In the morning the Emporor and the prefect compared notes, and the condemned men were sent for and questioned. When he heard that they had called on the name of the Nicholas of Myra who had appeared to him, Constatine set them free and sent them to the bishop with a letter asking him not to threaten him any more but to pray for the peace of the world. For long this was the most famous miracle of St. Nicholas, and at the time of St. Methodius was the only thing generally known about him.

The accounts are unanimous that St. Nicholas died and was buried in his episcopal city of Myra, and by the time of Justinian there was a basilica built in his honor at Constantinople. An anonymous Greek wrote in the tenth century that, “the West as well as the East acclaims and glorifies him. Wherever there are people, in the country and the town, in the villages, in the isles, in the furthest parts of the earth, his name is revered and churches are built in his honor. Images of him are set up, panegyrics preached and festivals celebrated.

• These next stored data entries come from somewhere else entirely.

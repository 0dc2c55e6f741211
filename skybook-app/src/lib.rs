//! Skybook Application Layer - session lifecycle and notification delivery
//!
//! Builds the user-facing behavior on top of the transport crate:
//!
//! - Persisted session store implementations
//! - Auth session manager (hydrate/login/logout state machine)
//! - Route guard predicates
//! - Notification channel (WebSocket push merged with REST state)
//!
//! ## Architecture
//!
//! This crate follows a clear separation between:
//! - **Transport** (skybook-client): HTTP gateway and typed endpoint clients
//! - **Application** (this crate): session and notification lifecycle
//! - **Presentation** (skybook-cli): the terminal front end

pub mod auth;
pub mod notifications;

pub use auth::{
    AuthBackend, AuthManager, AuthState, FileSessionStore, MemorySessionStore, RouteDecision,
    RouteGuard,
};
pub use notifications::{FeedUpdate, NotificationChannel, NotificationFeed, VISIBLE_LIMIT};

/// Application-level error type
#[derive(Debug, thiserror::Error)]
pub enum AppError {
    #[error("Core error: {0}")]
    Core(#[from] skybook_core::SkybookError),

    #[error("Session error: {message}")]
    Session { message: String },

    #[error("Notification channel error: {message}")]
    Channel { message: String },

    #[error("IO error: {0}")]
    Io(#[from] std::io::Error),

    #[error("Serialization error: {0}")]
    Serialization(#[from] serde_json::Error),
}

pub type AppResult<T> = Result<T, AppError>;

impl AppError {
    /// Create a session error
    pub fn session<S: Into<String>>(message: S) -> Self {
        Self::Session {
            message: message.into(),
        }
    }

    /// Create a channel error
    pub fn channel<S: Into<String>>(message: S) -> Self {
        Self::Channel {
            message: message.into(),
        }
    }
}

All Christians, young and old, men and women, boys and girls, reverence his memory and call upon his protection. And his favors, which know no limit of time and continue from age to age, are poured out over all the earth; the Scythians know them, as do the Indians and the barbarians, the Africans as well as the Italians.” When Myra and its great shrine finally passed into the hands of the Saracens, several Italian cities saw this as an opportunity to acquire the relics of St. Nicholas for themselves. There was great competition for them between Venice and Bari. The last-named won, the relics were carried off under the noses of the lawful Greek custodians and their Mohammedan masters, and on May 9, 1087 were safety landed at Bari, a not inappropriate home seeing that Apulia in those days still had large Greek colonies.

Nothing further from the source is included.